PROBLEM DESCRIPTION:
Write out the data that follows. Keep every character unchanged.

SOURCE DATA:
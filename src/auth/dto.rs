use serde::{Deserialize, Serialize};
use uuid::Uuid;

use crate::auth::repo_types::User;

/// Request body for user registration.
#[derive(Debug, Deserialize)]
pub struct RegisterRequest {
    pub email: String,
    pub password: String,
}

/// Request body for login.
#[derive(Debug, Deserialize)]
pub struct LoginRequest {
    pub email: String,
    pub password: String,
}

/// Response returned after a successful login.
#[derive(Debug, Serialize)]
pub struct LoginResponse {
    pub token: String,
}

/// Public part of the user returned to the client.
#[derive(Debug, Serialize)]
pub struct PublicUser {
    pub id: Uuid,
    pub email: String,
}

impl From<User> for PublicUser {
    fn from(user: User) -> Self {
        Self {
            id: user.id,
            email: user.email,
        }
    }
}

RESULT OF THIS TASK:
filename src/auth/dto.rs
use serde::{Deserialize, Serialize};
use uuid::Uuid;

use crate::auth::repo_types::User;

/// Request body for user registration.
#[derive(Debug, Deserialize)]
pub struct RegisterRequest {
    pub email: String,
    pub password: String,
}

/// Request body for login.
#[derive(Debug, Deserialize)]
pub struct LoginRequest {
    pub email: String,
    pub password: String,
}

/// Response returned after a successful login.
#[derive(Debug, Serialize)]
pub struct LoginResponse {
    pub token: String,
}

/// Public part of the user returned to the client.
#[derive(Debug, Serialize)]
pub struct PublicUser {
    pub id: Uuid,
    pub email: String,
}

impl From<User> for PublicUser {
    fn from(user: User) -> Self {
        Self {
            id: user.id,
            email: user.email,
        }
    }
}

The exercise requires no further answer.